== Problem statement ==
Nothing but the lines from the start of the records below through the line that has "Self::register_filters(&mut tera, services.policy.clone());" should appear, each exactly as given.
### Input data ###
impl Engine {
    /// Create an engine, loading templates from `template_dir` when
    /// given. Built-in wrapper templates fill any gaps, so a directory
    /// only needs the templates it wants to override.
    pub fn new(
        services: Services,
        settings: Settings,
        template_dir: Option<&Path>,
    ) -> AnyResult<Self> {
        let mut tera = match template_dir {
            Some(dir) => {
                let pattern = dir.join("**/*.html");
                let pattern_str = pattern.to_str().context("invalid template directory path")?;
                Tera::new(pattern_str).context("failed to initialize Tera templates")?
            }
            None => Tera::default(),
        };

        for (name, body) in BUILTIN_TEMPLATES {
            if tera.get_template(name).is_err() {
                tera.add_raw_template(name, body)
                    .with_context(|| format!("failed to register built-in template {name}"))?;
            }
        }

        Self::register_filters(&mut tera, services.policy.clone());

        let template_count = tera.get_template_names().count();
        debug!(count = template_count, "loaded templates");

        let admin_urls = services
            .admin_urls
            .clone()
            .unwrap_or_else(|| Arc::new(DefaultAdminUrls::new(&settings.admin_base_url)));

        Ok(Self {
            tera,
            registry: Self::builtin_tags(),
            suggestion_cache: DashMap::new(),
            services,
            admin_urls,
            settings,
        })
    }

    /// Engine with built-in templates only.
    pub fn with_defaults(services: Services, settings: Settings) -> AnyResult<Self> {
        Self::new(services, settings, None)
    }

    /// Register custom Tera filters.
    fn register_filters(tera: &mut Tera, policy: Arc<dyn AccessPolicy>) {
        // Escapes valid JSON for use as an HTML attribute value.
        tera.register_filter(
            "escape_json_for_html",
            |value: &Value, _args: &HashMap<String, Value>| {
                let text = match value {
                    Value::String(s) => s.clone(),
                    other => other.to_string(),
                };
                Ok(Value::String(html_escape(&text)))
            },
        );

        // `{{ entity | can_edit(user=user) }}` — forwards to the injected
        // access policy. Unresolvable entities and missing users answer
        // false rather than failing the render.
        tera.register_filter(
            "can_edit",
            move |value: &Value, args: &HashMap<String, Value>| {
                let user = args
                    .get("user")
                    .and_then(|v| serde_json::from_value::<User>(v.clone()).ok())
                    .unwrap_or_else(User::anonymous);
                let allowed = match edit_target_from_value(value) {
                    Some(target) => policy.can_edit(&user, target),
                    None => false,
                };
                Ok(Value::Bool(allowed))
            },
        );
    }

    /// The built-in tag set.
    fn builtin_tags() -> TagRegistry<Engine> {
        let mut registry = TagRegistry::new();
        registry.register("show_menu", 3..=4, Engine::tag_show_menu);
        registry.register("show_content", 1..=1, Engine::tag_show_content);
        registry.register("show_page_content", 1..=2, Engine::tag_show_page_content);
        registry.register("capture", 2..=2, Engine::tag_capture);
        registry.register("editable_attrs", 1..=1, Engine::tag_editable_attrs);
        registry.register("version", 0..=0, Engine::tag_version);
        registry
    }

    /// Invoke a registered tag by name.
    pub fn invoke(&self, name: &str, args: &[Value], ctx: &RenderContext) -> Result<TagOutput> {
        self.registry.invoke(self, name, args, ctx)
    }

    /// The underlying Tera instance.
    pub fn tera(&self) -> &Tera {
        &self.tera
    }

    /// Mutable access to Tera (for adding templates at runtime).
    pub fn tera_mut(&mut self) -> &mut Tera {
        &mut self.tera
    }

    /// Clear the template suggestion cache.
    pub fn clear_cache(&self) {
        self.suggestion_cache.clear();
    }

    /// Resolve the first existing template from a list of suggestions,
    /// caching the result.
    fn resolve_template(&self, suggestions: &[String]) -> Option<String> {
        if suggestions.is_empty() {
            return None;
        }

        let cache_key = suggestions.join("|");
        if let Some(cached) = self.suggestion_cache.get(&cache_key) {
            return Some(cached.clone());
        }

        for suggestion in suggestions {
            if self.tera.get_template(suggestion).is_ok() {
                self.suggestion_cache
                    .insert(cache_key, suggestion.clone());
                return Some(suggestion.clone());
            }
        }

        // Don't cache negative results to allow hot-reload.
        None
    }

    /// Tera context seeded from the render context: `user`,
    /// `current_page`, and every bound variable.
    fn base_context(&self, ctx: &RenderContext) -> tera::Context {
        let mut tctx = tera::Context::new();
        tctx.insert("user", ctx.user());
        if let Some(page) = ctx.page() {
            tctx.insert("current_page", page);
        }
        for (name, value) in ctx.vars() {
            tctx.insert(name, value);
        }
        tctx
    }

    // ------------------------------------------------------------------
    // Tag implementations
    // ------------------------------------------------------------------

    fn tag_show_menu(&self, args: &[Value], ctx: &RenderContext) -> Result<TagOutput> {
        let menu_name = str_arg(args, 0, "show_menu")?;
        let min_level = uint_arg(args, 1, "show_menu")?;
        let max_level = uint_arg(args, 2, "show_menu")?;
        let expand = match args.get(3) {
            None | Some(Value::Null) => Expand::None,
            Some(v) => {
                let mode = v.as_str().ok_or_else(|| {
                    Error::InvalidUsage("'show_menu' expects a string expand mode".to_string())
                })?;
                Expand::parse(Some(mode))?
            }
        };

        let params = MenuParams {
            menu_name: menu_name.to_string(),
            min_level,
            max_level,
            expand,
        };
        self.show_menu(ctx, &params).map(TagOutput::Html)
    }

    /// Render a menu: select the needed pages and delegate to the
    /// `menu--<name>` / `menu` template.
    pub fn show_menu(&self, ctx: &RenderContext, params: &MenuParams) -> Result<String> {
        let tree = NavTree::index(self.services.pages.all_pages());
        let selection = menu::select(
            &tree,
            params,
            ctx.page(),
            ctx.user(),
            self.services.policy.as_ref(),
        )?;

        let menu_html = render_menu_list(&selection.entries, ctx.page());

        let mut tctx = self.base_context(ctx);
        tctx.insert("menu_pages", &selection.entries);
        tctx.insert("menu_parent_page", &selection.parent);
        tctx.insert(
            "menu_args",
            &serde_json::json!({
                "menu_name": params.menu_name,
                "min_level": params.min_level,
                "max_level": params.max_level,
                "expand": params.expand.as_str(),
            }),
        );
        tctx.insert("menu_html", &menu_html);

        let template = self
            .resolve_template(&[
                format!("menu--{}.html", slugify(&params.menu_name)),
                "menu.html".to_string(),
            ])
            .unwrap_or_else(|| "menu.html".to_string());

        self.tera.render(&template, &tctx).map_err(Error::from)
    }

    fn tag_show_content(&self, args: &[Value], ctx: &RenderContext) -> Result<TagOutput> {
        let name = str_arg(args, 0, "show_content")?;
        self.show_content(ctx, name).map(TagOutput::Html)
    }

    /// Render a named content item. A missing item renders as an empty
    /// block (after the optional auto-create path).
    pub fn show_content(&self, ctx: &RenderContext, name: &str) -> Result<String> {
        let item = content::named_item(self.services.content.as_ref(), &self.settings, name);

        let mut tctx = self.base_context(ctx);
        tctx.insert("content_item", &item);

        let template = self
            .resolve_template(&[
                format!("content_item--{}.html", slugify(name)),
                "content_item.html".to_string(),
            ])
            .unwrap_or_else(|| "content_item.html".to_string());

        self.tera.render(&template, &tctx).map_err(Error::from)
    }

    fn tag_show_page_content(&self, args: &[Value], ctx: &RenderContext) -> Result<TagOutput> {
        let (page, block_name) = match args {
            [Value::String(block_name)] => {
                let page = ctx.page().cloned().ok_or_else(|| {
                    Error::MissingContext(
                        "'show_page_content' requires the current page in the render context"
                            .to_string(),
                    )
                })?;
                (page, block_name.clone())
            }
            [page_value, block_value] => {
                let page = self.page_from_value(page_value)?;
                let block_name = block_value
                    .as_str()
                    .ok_or_else(|| {
                        Error::InvalidUsage(
                            "'show_page_content' received invalid arguments: expected (page, block_name)"
                                .to_string(),
                        )
                    })?
                    .to_string();
                (page, block_name)
            }
            _ => {
                return Err(Error::InvalidUsage(
                    "'show_page_content' received a page but no block name".to_string(),
                ));
            }
        };

        self.show_page_content(ctx, &page, &block_name)
            .map(TagOutput::Html)
    }

    /// Render the content items of one named block on one page.
    pub fn show_page_content(
        &self,
        ctx: &RenderContext,
        page: &Page,
        block_name: &str,
    ) -> Result<String> {
        let items = content::page_block(self.services.content.as_ref(), page, block_name);

        let mut tctx = self.base_context(ctx);
        tctx.insert("page", page);
        tctx.insert("block_name", block_name);
        tctx.insert("content_items", &items);

        let template = self
            .resolve_template(&["content_items.html".to_string()])
            .unwrap_or_else(|| "content_items.html".to_string());

        self.tera.render(&template, &tctx).map_err(Error::from)
    }

    fn tag_capture(&self, args: &[Value], _ctx: &RenderContext) -> Result<TagOutput> {
        let name = str_arg(args, 0, "capture")?;
        if !is_identifier(name) {
            return Err(Error::InvalidUsage(format!(
                "'capture' requires a valid variable name, got '{name}'"
            )));
        }
        let body = str_arg(args, 1, "capture")?;
        Ok(TagOutput::Bind {
            name: name.to_string(),
            value: Value::String(body.to_string()),
        })
    }

    fn tag_editable_attrs(&self, args: &[Value], _ctx: &RenderContext) -> Result<TagOutput> {
        // An unresolvable value renders nothing rather than failing the
        // surrounding template.
        let Some(target) = args.first().and_then(edit_target_from_value) else {
            return Ok(TagOutput::Html(String::new()));
        };

        let payload = serde_json::json!({
            "url": self.admin_urls.edit_url(target),
        });
        Ok(TagOutput::Html(format!(
            "data-edit='{}'",
            html_escape(&payload.to_string())
        )))
    }

    fn tag_version(&self, _args: &[Value], _ctx: &RenderContext) -> Result<TagOutput> {
        Ok(TagOutput::Html(env!("CARGO_PKG_VERSION").to_string()))
    }

    /// Resolve a tag argument to a stored page: either a page object
    /// (anything carrying an `id`) or a page id string.
    fn page_from_value(&self, value: &Value) -> Result<Page> {
        let id = match value {
            Value::String(s) => Uuid::parse_str(s).ok(),
            Value::Object(obj) => obj
                .get("id")
                .and_then(Value::as_str)
                .and_then(|s| Uuid::parse_str(s).ok()),
            _ => None,
        };
        let id = id.ok_or_else(|| {
            Error::InvalidUsage(
                "'show_page_content' received invalid arguments: expected (page, block_name)"
                    .to_string(),
            )
        })?;

        self.services
            .pages
            .find_page(id)
            .ok_or_else(|| Error::InvalidUsage(format!("'show_page_content': unknown page {id}")))
    }
}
###
== Response ==
impl Engine {
    /// Create an engine, loading templates from `template_dir` when
    /// given. Built-in wrapper templates fill any gaps, so a directory
    /// only needs the templates it wants to override.
    pub fn new(
        services: Services,
        settings: Settings,
        template_dir: Option<&Path>,
    ) -> AnyResult<Self> {
        let mut tera = match template_dir {
            Some(dir) => {
                let pattern = dir.join("**/*.html");
                let pattern_str = pattern.to_str().context("invalid template directory path")?;
                Tera::new(pattern_str).context("failed to initialize Tera templates")?
            }
            None => Tera::default(),
        };

        for (name, body) in BUILTIN_TEMPLATES {
            if tera.get_template(name).is_err() {
                tera.add_raw_template(name, body)
                    .with_context(|| format!("failed to register built-in template {name}"))?;
            }
        }

        Self::register_filters(&mut tera, services.policy.clone());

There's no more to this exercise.